Kenya – The National Potato Council of Kenya (NPCK), in partnership with KALRO and Egerton University, is set to train over 150,000 smallholder potato farmers in climate-smart innovations and technologies. The initiative, called the Kenya Sustainable Potato Initiative (KSPI), is a three-year project worth Sh195 million (US$1.5 million) and aims to boost production, improve incomes, and create employment for youth.

Key highlights of the project:

Target Farmers: 150,000 direct beneficiaries, including 40% women and 10% youth, with an additional 300,000 farmers benefiting indirectly.

Geographical Focus: Nyandarua, Meru, Laikipia, and Nandi counties.

Farmer Support: Strengthening 400 potato farmer groups through structured marketing systems, digitization, farm inputs, access to markets, and fair pricing.

Seed Production: Increasing certified seed production from 900 metric tons to potentially three times over three years.

Technology & Training: Farmers and agricultural extension officers will learn climate-smart practices, mechanized farming, sustainable methods, and post-harvest loss reduction by 50%.

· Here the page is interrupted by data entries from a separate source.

/// Anything that can map a type identifier to its schema
pub trait SchemaResolver {
    fn resolve(&self, type_id: &str) -> Option<Arc<Schema>>;
}

/// Type identifier → schema table
#[derive(Debug, Clone, Default)]
pub struct SchemaRegistry {
    schemas: HashMap<String, Arc<Schema>>,
}

/// On-disk schema definition
#[derive(Debug, Deserialize)]
struct SchemaDef {
    #[serde(rename = "type")]
    type_id: String,
    fields: Vec<FieldDef>,
}

#[derive(Debug, Deserialize)]
struct FieldDef {
    name: String,
    #[serde(rename = "type")]
    type_str: String,
}

const COMMON_TYPES: &[(&str, &[(&str, &str)])] = &[
    ("builtin_interfaces/msg/Time", &[("sec", "int32"), ("nanosec", "uint32")]),
    (
        "std_msgs/msg/Header",
        &[("stamp", "builtin_interfaces/msg/Time"), ("frame_id", "string")],
    ),
    ("std_msgs/msg/String", &[("data", "string")]),
    ("std_msgs/msg/Bool", &[("data", "bool")]),
    ("std_msgs/msg/Int32", &[("data", "int32")]),
    ("std_msgs/msg/Float64", &[("data", "float64")]),
    (
        "geometry_msgs/msg/Vector3",
        &[("x", "float64"), ("y", "float64"), ("z", "float64")],
    ),
    (
        "geometry_msgs/msg/Point",
        &[("x", "float64"), ("y", "float64"), ("z", "float64")],
    ),
    (
        "geometry_msgs/msg/Quaternion",
        &[("x", "float64"), ("y", "float64"), ("z", "float64"), ("w", "float64")],
    ),
    (
        "geometry_msgs/msg/Pose",
        &[("position", "geometry_msgs/Point"), ("orientation", "geometry_msgs/Quaternion")],
    ),
    (
        "geometry_msgs/msg/PoseStamped",
        &[("header", "std_msgs/Header"), ("pose", "geometry_msgs/Pose")],
    ),
    (
        "geometry_msgs/msg/Twist",
        &[("linear", "geometry_msgs/Vector3"), ("angular", "geometry_msgs/Vector3")],
    ),
    (
        "sensor_msgs/msg/Imu",
        &[
            ("header", "std_msgs/Header"),
            ("orientation", "geometry_msgs/Quaternion"),
            ("orientation_covariance", "float64[9]"),
            ("angular_velocity", "geometry_msgs/Vector3"),
            ("angular_velocity_covariance", "float64[9]"),
            ("linear_acceleration", "geometry_msgs/Vector3"),
            ("linear_acceleration_covariance", "float64[9]"),
        ],
    ),
    (
        "sensor_msgs/msg/LaserScan",
        &[
            ("header", "std_msgs/Header"),
            ("angle_min", "float32"),
            ("angle_max", "float32"),
            ("angle_increment", "float32"),
            ("time_increment", "float32"),
            ("scan_time", "float32"),
            ("range_min", "float32"),
            ("range_max", "float32"),
            ("ranges", "float32[]"),
            ("intensities", "float32[]"),
        ],
    ),
];

impl SchemaRegistry {
    pub fn new() -> Self {
        Self::default()
    }

    /// Registry pre-populated with common message types
    pub fn with_common_types() -> Self {
        let mut registry = Self::new();
        for (type_id, fields) in COMMON_TYPES {
            if let Err(e) = registry.define(type_id, fields) {
                tracing::error!(type_id = %type_id, error = %e, "Invalid built-in schema");
            }
        }
        registry
    }

    pub fn register(&mut self, schema: Schema) {
        self.schemas.insert(schema.type_id.clone(), Arc::new(schema));
    }

    /// Register a schema from `(name, type)` pairs
    pub fn define(&mut self, type_id: &str, fields: &[(&str, &str)]) -> Result<(), CodecError> {
        let mut schema = Schema::new(type_id);
        for (name, type_str) in fields {
            schema = schema.field(name, type_str)?;
        }
        self.register(schema);
        Ok(())
    }

    /// Load definitions from a JSON document holding one schema or a list
    pub fn load_json(&mut self, json: &str) -> Result<usize, CodecError> {
        let value: serde_json::Value = serde_json::from_str(json)?;
        let defs: Vec<SchemaDef> = if value.is_array() {
            serde_json::from_value(value)?
        } else {
            vec![serde_json::from_value(value)?]
        };

        let count = defs.len();
        for def in defs {
            let mut schema = Schema::new(def.type_id);
            for field in def.fields {
                schema = schema.field(&field.name, &field.type_str)?;
            }
            self.register(schema);
        }
        Ok(count)
    }

    /// Load definitions from a JSON file
    pub fn load_file(&mut self, path: &Path) -> Result<usize, CodecError> {
        let content = std::fs::read_to_string(path).map_err(|e| CodecError::SchemaFile {
            path: path.to_path_buf(),
            error: e.to_string(),
        })?;
        self.load_json(&content).map_err(|e| CodecError::SchemaFile {
            path: path.to_path_buf(),
            error: e.to_string(),
        })
    }

    pub fn contains(&self, type_id: &str) -> bool {
        self.schemas.contains_key(&normalize_type_id(type_id))
    }

    pub fn len(&self) -> usize {
        self.schemas.len()
    }

    pub fn is_empty(&self) -> bool {
        self.schemas.is_empty()
    }
}

impl SchemaResolver for SchemaRegistry {
    fn resolve(&self, type_id: &str) -> Option<Arc<Schema>> {
        self.schemas.get(&normalize_type_id(type_id)).cloned()
    }
}
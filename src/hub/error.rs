//! Hub error types

use thiserror::Error;

use crate::codec::CodecError;
use crate::source::SourceError;

/// Errors that can occur in the hub
#[derive(Debug, Error)]
pub enum HubError {
    #[error("Too many connections (limit: {0})")]
    TooManyConnections(usize),

    #[error("Connection not found: {0}")]
    ConnectionNotFound(String),

    #[error("Codec error: {0}")]
    Codec(#[from] CodecError),

    #[error("Source error: {0}")]
    Source(#[from] SourceError),

    #[error("Failed to encode frame: {0}")]
    Encode(#[from] serde_json::Error),
}

/// Result type alias for hub operations
pub type HubResult<T> = Result<T, HubError>;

Economic Impact: Potato is Kenya’s second most consumed food crop after maize, supporting over 2 million people and contributing more than Sh50 billion annually.

Challenges Addressed:

Low access to certified seeds (only 5% of farmers currently).

Post-harvest losses, poor marketing strategies, and climate-induced risks.

Low productivity, averaging 7 tons per hectare versus the potential of 40 tons per hectare.

Additional Benefits:

Internships and experiential learning for 190 students and youth in the potato value chain.

Value addition including starch and animal feed production.

Aligns with Kenya’s Vision 2030 and the government’s bottom-up economic strategy.

The project will run until June 2027, aiming to make potato farming more productive, sustainable, and attractive to youth while improving food security and farmer incomes.